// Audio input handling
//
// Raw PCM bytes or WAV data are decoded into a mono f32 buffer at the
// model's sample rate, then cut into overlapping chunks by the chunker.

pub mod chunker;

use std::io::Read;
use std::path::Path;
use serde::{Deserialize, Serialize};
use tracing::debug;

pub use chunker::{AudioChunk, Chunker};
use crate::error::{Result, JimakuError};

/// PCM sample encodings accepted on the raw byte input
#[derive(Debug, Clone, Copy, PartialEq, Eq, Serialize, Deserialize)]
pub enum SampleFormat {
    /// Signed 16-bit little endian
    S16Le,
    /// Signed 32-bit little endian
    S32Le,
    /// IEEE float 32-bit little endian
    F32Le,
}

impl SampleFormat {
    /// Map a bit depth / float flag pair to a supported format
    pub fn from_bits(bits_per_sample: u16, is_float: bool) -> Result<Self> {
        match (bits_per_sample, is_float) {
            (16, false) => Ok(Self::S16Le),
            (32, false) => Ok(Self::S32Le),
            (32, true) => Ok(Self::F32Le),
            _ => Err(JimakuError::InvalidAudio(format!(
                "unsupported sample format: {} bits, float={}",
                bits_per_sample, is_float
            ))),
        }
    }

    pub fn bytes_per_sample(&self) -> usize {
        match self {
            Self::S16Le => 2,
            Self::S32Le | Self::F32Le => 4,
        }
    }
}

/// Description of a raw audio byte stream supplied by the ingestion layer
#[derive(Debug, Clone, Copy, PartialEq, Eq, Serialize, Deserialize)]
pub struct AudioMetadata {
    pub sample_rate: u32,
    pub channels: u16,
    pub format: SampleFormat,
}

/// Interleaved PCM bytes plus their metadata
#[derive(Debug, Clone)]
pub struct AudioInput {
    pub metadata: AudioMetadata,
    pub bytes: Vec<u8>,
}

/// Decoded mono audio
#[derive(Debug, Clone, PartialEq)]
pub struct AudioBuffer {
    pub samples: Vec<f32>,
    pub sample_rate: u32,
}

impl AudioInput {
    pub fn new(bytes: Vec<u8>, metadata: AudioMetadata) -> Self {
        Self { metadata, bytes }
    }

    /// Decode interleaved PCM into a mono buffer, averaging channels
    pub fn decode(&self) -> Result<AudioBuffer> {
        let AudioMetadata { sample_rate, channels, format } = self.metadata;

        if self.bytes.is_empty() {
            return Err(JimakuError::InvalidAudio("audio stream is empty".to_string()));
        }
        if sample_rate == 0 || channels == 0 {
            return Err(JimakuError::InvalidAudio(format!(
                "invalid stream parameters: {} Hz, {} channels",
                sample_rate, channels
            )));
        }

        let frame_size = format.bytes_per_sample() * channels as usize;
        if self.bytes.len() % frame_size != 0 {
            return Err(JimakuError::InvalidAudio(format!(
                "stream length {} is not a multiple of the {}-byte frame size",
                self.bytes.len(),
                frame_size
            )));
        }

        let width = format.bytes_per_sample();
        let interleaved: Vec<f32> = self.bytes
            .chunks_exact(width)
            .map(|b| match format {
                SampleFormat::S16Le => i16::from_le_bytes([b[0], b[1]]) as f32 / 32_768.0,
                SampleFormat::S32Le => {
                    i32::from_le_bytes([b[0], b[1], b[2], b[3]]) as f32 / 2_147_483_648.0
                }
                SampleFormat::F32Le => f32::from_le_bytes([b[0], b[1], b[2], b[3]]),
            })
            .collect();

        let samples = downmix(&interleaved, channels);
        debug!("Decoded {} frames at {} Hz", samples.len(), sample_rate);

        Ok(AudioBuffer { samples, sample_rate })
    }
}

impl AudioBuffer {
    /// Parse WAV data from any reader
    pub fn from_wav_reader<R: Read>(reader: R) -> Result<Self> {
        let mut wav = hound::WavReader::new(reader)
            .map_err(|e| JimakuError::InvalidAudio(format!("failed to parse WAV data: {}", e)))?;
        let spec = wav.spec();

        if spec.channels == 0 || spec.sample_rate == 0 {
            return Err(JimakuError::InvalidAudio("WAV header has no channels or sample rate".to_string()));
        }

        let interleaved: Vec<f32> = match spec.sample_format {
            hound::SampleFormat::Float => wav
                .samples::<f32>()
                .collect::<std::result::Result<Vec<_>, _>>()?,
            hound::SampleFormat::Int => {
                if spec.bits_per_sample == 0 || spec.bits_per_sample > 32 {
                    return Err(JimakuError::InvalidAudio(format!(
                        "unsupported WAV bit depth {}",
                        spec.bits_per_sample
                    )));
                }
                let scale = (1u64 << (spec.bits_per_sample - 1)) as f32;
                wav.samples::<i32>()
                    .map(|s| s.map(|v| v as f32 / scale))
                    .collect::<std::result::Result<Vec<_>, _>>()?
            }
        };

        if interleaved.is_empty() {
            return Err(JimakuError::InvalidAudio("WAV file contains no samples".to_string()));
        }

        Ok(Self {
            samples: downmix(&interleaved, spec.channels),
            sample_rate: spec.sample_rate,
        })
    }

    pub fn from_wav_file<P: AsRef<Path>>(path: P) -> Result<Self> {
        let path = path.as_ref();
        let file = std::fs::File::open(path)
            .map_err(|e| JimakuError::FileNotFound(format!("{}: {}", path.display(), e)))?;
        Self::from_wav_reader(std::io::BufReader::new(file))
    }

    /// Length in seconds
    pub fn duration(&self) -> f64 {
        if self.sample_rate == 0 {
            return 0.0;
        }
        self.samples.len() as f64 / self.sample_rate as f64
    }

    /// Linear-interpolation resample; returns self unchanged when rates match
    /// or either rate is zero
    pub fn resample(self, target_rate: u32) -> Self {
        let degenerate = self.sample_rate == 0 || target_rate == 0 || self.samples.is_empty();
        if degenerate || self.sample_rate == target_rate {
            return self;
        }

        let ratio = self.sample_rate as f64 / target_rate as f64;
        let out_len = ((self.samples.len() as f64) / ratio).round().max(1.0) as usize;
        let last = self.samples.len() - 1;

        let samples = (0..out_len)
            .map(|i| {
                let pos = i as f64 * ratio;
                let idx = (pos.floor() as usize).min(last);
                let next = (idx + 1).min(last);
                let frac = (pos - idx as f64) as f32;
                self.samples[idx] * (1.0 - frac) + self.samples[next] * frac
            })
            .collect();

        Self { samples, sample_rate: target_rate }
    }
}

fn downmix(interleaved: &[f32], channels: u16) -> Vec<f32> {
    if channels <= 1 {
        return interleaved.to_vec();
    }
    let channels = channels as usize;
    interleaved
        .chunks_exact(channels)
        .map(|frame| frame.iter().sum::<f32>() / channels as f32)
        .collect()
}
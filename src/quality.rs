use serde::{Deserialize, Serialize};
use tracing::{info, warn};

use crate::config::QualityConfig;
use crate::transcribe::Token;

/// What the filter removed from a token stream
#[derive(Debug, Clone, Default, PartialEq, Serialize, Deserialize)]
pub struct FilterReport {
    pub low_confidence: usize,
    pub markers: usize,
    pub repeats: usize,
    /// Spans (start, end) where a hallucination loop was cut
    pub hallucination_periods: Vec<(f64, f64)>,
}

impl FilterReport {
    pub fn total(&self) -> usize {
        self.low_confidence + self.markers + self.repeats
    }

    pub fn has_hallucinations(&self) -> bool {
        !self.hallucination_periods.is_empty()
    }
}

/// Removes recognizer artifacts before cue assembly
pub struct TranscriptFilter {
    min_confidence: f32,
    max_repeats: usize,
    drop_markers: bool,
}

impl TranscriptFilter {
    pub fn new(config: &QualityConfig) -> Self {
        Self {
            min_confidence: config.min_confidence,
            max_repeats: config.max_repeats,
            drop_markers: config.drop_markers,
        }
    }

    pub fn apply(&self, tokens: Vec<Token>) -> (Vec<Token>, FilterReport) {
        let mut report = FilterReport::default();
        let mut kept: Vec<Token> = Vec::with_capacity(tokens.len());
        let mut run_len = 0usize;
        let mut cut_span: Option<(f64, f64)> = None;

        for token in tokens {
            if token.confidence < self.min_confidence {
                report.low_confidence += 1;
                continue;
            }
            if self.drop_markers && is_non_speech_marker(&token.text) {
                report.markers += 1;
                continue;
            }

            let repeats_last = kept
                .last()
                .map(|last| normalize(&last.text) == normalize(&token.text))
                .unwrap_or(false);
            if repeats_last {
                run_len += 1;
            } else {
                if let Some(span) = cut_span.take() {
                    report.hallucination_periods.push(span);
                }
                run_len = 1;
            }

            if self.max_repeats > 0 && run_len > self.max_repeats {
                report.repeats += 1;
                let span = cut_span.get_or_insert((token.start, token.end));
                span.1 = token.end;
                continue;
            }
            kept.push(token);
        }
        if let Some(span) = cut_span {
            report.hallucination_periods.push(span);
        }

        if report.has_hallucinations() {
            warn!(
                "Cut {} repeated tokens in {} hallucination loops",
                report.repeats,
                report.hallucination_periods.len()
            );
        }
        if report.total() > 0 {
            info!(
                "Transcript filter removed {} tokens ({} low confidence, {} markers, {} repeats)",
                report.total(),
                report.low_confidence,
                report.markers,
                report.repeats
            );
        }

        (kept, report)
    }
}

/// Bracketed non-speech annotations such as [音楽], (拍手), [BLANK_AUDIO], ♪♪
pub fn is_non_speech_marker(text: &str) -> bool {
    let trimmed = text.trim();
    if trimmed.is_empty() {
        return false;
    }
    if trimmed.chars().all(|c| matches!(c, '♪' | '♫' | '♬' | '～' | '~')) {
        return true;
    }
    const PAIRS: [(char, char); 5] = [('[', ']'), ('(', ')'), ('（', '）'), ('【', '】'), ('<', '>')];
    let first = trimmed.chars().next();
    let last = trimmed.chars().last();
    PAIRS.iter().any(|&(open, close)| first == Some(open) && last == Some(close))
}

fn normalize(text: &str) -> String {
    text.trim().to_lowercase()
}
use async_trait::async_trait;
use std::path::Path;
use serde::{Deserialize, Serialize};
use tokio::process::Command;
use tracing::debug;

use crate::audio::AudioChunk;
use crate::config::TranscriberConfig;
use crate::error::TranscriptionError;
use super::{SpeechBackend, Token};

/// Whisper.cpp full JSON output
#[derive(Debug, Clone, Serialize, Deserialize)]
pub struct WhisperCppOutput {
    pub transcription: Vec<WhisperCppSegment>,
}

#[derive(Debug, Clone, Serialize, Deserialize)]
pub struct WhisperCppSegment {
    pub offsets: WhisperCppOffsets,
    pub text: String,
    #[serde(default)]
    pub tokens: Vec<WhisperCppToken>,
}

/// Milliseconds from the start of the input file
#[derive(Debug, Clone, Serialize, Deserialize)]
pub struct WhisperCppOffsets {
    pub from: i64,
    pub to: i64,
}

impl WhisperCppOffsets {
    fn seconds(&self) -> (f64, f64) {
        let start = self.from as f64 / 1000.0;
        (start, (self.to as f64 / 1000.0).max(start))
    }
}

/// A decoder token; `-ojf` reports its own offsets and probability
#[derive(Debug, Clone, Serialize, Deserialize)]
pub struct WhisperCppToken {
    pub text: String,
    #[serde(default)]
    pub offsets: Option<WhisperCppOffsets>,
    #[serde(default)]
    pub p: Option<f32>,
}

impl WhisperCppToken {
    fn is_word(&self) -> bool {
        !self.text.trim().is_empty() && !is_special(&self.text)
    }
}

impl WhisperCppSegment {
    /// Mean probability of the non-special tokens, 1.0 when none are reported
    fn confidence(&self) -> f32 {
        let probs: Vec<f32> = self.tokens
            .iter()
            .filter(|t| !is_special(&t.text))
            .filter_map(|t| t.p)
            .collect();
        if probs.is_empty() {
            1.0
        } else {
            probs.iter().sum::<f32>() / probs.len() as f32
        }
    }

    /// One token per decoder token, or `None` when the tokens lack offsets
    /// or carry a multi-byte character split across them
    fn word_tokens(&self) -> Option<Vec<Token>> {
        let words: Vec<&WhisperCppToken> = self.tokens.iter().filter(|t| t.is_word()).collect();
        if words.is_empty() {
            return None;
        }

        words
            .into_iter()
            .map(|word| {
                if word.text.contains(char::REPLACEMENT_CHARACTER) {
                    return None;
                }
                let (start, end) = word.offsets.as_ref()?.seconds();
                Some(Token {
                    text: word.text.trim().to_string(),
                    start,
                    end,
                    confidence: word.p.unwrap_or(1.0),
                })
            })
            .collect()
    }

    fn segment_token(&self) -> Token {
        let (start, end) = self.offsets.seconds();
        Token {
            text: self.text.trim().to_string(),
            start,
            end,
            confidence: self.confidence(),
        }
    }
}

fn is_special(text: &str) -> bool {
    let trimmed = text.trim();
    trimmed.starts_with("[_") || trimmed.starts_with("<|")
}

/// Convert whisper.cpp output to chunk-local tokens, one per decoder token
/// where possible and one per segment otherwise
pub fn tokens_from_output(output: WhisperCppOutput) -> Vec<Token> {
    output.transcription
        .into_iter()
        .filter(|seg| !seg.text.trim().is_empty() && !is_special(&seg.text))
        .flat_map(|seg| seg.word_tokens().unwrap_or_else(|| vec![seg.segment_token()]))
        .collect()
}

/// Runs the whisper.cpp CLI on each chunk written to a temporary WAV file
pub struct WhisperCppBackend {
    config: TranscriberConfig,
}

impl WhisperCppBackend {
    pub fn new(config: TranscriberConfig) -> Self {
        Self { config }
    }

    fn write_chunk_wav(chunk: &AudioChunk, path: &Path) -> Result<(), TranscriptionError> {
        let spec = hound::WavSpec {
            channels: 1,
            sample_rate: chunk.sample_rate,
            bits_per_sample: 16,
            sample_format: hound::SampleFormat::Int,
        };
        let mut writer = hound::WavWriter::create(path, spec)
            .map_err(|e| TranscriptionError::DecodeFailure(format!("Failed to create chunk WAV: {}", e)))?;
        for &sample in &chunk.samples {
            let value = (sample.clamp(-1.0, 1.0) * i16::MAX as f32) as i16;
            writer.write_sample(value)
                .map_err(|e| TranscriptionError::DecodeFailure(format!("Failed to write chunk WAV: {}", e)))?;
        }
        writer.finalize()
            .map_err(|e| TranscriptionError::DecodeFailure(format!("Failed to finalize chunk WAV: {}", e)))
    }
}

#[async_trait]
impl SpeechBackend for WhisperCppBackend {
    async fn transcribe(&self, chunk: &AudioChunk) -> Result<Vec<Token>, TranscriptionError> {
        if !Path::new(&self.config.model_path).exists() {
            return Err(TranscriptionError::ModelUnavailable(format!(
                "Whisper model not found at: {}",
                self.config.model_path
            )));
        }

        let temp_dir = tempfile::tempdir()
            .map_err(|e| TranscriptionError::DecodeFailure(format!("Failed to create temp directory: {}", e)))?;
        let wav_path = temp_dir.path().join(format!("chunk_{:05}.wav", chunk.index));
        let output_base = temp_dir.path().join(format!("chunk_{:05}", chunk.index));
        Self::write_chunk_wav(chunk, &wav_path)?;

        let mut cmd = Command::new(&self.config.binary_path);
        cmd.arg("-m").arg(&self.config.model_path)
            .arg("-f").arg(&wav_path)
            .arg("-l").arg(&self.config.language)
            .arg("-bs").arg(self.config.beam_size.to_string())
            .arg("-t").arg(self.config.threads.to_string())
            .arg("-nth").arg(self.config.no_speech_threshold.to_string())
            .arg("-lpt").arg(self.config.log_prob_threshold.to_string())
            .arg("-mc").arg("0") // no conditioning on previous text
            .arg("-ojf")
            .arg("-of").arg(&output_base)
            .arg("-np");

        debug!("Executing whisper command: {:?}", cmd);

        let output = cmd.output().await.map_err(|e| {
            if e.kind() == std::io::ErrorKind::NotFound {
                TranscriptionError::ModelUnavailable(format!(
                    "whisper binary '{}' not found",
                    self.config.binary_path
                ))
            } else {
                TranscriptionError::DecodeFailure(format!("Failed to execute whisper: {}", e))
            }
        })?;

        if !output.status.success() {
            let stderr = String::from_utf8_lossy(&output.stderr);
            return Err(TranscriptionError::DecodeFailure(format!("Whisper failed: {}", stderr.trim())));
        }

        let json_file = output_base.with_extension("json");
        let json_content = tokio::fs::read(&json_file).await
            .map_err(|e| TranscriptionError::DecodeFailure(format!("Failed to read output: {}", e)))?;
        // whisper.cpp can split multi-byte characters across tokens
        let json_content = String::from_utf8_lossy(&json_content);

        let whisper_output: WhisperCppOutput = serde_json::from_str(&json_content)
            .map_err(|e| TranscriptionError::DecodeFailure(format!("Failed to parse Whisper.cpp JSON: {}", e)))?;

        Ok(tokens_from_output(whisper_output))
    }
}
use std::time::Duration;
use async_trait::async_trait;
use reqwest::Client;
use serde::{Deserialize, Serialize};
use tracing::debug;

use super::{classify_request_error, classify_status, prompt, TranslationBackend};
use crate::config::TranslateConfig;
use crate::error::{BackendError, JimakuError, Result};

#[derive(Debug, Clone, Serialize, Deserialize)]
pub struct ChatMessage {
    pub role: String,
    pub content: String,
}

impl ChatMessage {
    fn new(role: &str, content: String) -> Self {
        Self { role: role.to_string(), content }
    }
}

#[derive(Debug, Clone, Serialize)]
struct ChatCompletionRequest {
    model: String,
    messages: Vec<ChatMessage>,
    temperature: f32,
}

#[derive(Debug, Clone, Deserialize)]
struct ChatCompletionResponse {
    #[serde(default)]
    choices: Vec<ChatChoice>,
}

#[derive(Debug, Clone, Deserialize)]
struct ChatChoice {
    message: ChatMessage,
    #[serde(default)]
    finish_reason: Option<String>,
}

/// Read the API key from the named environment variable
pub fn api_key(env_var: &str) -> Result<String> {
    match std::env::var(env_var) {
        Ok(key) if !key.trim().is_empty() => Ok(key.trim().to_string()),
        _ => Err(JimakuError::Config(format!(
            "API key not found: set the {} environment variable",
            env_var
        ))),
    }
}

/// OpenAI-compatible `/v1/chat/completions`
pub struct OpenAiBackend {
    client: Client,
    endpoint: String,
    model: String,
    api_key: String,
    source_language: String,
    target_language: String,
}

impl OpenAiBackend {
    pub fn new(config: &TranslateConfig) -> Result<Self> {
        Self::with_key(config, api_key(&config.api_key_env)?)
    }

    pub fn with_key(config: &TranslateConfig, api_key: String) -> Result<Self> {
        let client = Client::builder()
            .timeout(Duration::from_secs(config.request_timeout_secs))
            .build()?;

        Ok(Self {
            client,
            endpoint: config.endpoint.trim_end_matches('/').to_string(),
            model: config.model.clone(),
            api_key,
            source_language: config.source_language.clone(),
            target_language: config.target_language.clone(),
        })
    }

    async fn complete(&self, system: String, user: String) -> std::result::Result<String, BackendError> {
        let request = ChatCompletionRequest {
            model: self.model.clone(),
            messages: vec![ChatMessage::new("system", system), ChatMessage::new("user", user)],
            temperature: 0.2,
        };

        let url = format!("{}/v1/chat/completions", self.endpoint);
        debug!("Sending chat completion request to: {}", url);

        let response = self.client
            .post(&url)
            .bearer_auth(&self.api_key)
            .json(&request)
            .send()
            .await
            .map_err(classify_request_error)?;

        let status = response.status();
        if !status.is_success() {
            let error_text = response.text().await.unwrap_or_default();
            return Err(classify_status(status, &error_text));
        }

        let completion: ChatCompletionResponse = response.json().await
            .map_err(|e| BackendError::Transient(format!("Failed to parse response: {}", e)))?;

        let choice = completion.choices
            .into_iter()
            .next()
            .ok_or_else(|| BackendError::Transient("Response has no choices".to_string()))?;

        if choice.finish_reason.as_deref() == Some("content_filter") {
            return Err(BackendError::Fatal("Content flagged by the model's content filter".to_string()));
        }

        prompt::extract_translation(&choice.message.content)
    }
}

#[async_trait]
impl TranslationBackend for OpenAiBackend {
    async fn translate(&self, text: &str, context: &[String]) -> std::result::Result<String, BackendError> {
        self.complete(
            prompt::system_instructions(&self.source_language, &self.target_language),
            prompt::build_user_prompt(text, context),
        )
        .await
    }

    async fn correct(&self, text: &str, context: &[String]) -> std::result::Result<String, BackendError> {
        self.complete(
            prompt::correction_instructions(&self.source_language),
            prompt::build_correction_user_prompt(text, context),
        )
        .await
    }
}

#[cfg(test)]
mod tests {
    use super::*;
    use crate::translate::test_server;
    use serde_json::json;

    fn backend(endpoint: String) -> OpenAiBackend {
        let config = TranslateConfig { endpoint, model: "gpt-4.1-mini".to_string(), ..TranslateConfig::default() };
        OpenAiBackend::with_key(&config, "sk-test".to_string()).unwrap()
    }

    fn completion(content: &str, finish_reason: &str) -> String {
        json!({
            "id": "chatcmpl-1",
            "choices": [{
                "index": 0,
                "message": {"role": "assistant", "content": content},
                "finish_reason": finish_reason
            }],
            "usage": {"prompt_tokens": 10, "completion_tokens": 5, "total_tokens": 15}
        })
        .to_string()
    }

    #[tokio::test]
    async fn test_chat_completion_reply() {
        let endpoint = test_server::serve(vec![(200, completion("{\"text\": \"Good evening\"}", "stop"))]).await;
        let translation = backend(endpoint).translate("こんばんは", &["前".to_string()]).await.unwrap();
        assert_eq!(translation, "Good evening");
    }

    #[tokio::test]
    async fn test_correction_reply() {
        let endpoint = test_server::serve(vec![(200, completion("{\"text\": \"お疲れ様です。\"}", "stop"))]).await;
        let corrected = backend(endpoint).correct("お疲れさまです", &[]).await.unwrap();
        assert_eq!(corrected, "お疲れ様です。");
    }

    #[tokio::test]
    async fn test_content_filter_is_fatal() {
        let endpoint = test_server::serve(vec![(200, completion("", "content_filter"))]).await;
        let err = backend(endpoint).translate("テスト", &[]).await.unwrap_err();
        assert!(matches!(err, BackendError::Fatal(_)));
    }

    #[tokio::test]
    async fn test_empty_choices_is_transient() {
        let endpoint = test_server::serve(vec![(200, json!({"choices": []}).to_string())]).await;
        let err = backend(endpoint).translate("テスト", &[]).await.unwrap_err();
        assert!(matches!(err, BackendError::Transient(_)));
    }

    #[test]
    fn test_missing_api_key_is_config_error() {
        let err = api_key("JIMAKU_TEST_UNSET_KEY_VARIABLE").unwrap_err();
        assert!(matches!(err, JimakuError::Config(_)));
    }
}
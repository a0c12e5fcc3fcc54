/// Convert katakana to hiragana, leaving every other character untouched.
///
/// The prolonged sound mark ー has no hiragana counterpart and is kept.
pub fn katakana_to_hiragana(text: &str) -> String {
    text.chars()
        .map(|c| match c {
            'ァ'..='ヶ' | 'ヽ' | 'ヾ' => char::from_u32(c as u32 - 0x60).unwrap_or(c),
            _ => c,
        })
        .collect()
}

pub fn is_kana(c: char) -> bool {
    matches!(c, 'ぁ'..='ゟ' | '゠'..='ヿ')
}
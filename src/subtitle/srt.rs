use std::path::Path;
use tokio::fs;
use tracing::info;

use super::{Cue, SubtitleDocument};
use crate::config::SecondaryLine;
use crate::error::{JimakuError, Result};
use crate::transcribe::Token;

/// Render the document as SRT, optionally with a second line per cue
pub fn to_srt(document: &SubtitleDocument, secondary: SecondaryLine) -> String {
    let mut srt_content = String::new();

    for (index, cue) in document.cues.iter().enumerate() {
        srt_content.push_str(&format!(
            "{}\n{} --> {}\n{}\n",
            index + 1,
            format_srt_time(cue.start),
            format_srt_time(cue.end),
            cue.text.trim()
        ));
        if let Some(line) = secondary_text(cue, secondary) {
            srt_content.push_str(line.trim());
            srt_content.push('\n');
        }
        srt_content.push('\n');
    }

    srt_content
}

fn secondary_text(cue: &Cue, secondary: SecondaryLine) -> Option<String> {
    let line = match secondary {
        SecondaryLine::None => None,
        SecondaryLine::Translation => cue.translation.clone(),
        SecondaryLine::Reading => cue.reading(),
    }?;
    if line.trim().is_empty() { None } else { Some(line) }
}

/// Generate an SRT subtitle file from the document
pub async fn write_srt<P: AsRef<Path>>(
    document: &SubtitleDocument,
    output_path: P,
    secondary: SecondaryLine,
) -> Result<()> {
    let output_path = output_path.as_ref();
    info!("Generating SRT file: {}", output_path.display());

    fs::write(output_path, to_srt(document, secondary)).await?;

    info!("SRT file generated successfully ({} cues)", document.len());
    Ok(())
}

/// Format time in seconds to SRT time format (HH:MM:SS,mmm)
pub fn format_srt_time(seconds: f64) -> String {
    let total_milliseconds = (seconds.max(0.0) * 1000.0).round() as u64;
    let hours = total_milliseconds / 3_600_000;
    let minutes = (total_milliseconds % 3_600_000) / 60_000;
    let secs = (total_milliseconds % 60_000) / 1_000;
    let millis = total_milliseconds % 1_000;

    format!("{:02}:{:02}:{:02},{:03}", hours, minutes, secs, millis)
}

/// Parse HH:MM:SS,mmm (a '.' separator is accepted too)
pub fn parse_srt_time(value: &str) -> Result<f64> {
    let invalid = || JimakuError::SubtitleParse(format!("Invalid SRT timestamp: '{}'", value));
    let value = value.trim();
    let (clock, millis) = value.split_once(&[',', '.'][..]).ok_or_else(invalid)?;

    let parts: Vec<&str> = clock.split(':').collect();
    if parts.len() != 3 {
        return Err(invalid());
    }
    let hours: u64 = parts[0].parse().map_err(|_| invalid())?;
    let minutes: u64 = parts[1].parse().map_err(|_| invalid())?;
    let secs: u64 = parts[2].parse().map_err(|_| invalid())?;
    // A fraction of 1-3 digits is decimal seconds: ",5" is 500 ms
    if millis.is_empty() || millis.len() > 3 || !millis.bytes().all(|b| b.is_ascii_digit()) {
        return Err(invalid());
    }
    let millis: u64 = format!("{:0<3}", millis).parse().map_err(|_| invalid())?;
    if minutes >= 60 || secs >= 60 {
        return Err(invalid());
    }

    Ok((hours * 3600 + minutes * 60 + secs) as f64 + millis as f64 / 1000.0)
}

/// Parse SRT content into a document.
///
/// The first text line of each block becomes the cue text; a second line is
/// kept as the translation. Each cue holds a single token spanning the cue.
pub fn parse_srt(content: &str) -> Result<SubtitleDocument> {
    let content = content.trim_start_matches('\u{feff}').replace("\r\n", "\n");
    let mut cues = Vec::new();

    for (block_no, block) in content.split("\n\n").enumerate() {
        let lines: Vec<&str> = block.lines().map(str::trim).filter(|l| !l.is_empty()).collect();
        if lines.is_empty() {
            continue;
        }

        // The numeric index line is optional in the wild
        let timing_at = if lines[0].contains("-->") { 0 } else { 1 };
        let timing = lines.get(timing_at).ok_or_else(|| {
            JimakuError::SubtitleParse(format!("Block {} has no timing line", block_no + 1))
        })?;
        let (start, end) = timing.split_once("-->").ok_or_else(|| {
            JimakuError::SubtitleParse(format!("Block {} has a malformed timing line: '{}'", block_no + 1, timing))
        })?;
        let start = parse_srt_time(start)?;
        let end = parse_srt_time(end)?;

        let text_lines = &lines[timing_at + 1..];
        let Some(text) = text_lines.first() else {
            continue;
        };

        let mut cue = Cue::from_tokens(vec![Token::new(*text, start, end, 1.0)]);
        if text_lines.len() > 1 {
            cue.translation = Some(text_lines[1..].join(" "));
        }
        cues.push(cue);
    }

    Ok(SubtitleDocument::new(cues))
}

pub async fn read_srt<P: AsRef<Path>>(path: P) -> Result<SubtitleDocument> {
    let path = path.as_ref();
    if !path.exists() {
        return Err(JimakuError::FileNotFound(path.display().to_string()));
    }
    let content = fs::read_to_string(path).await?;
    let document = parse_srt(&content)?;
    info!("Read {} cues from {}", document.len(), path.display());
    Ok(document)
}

## Directions for this task
Reproduce, character for character, only the lines of the preceding data that start at the line with "pub fn has_hallucinations(&self)" and end at the line with "pub fn apply(&self, tokens: Vec<Token>)", both included.

## Result of the exercise
    pub fn has_hallucinations(&self) -> bool {
        !self.hallucination_periods.is_empty()
    }
}

/// Removes recognizer artifacts before cue assembly
pub struct TranscriptFilter {
    min_confidence: f32,
    max_repeats: usize,
    drop_markers: bool,
}

impl TranscriptFilter {
    pub fn new(config: &QualityConfig) -> Self {
        Self {
            min_confidence: config.min_confidence,
            max_repeats: config.max_repeats,
            drop_markers: config.drop_markers,
        }
    }

    pub fn apply(&self, tokens: Vec<Token>) -> (Vec<Token>, FilterReport) {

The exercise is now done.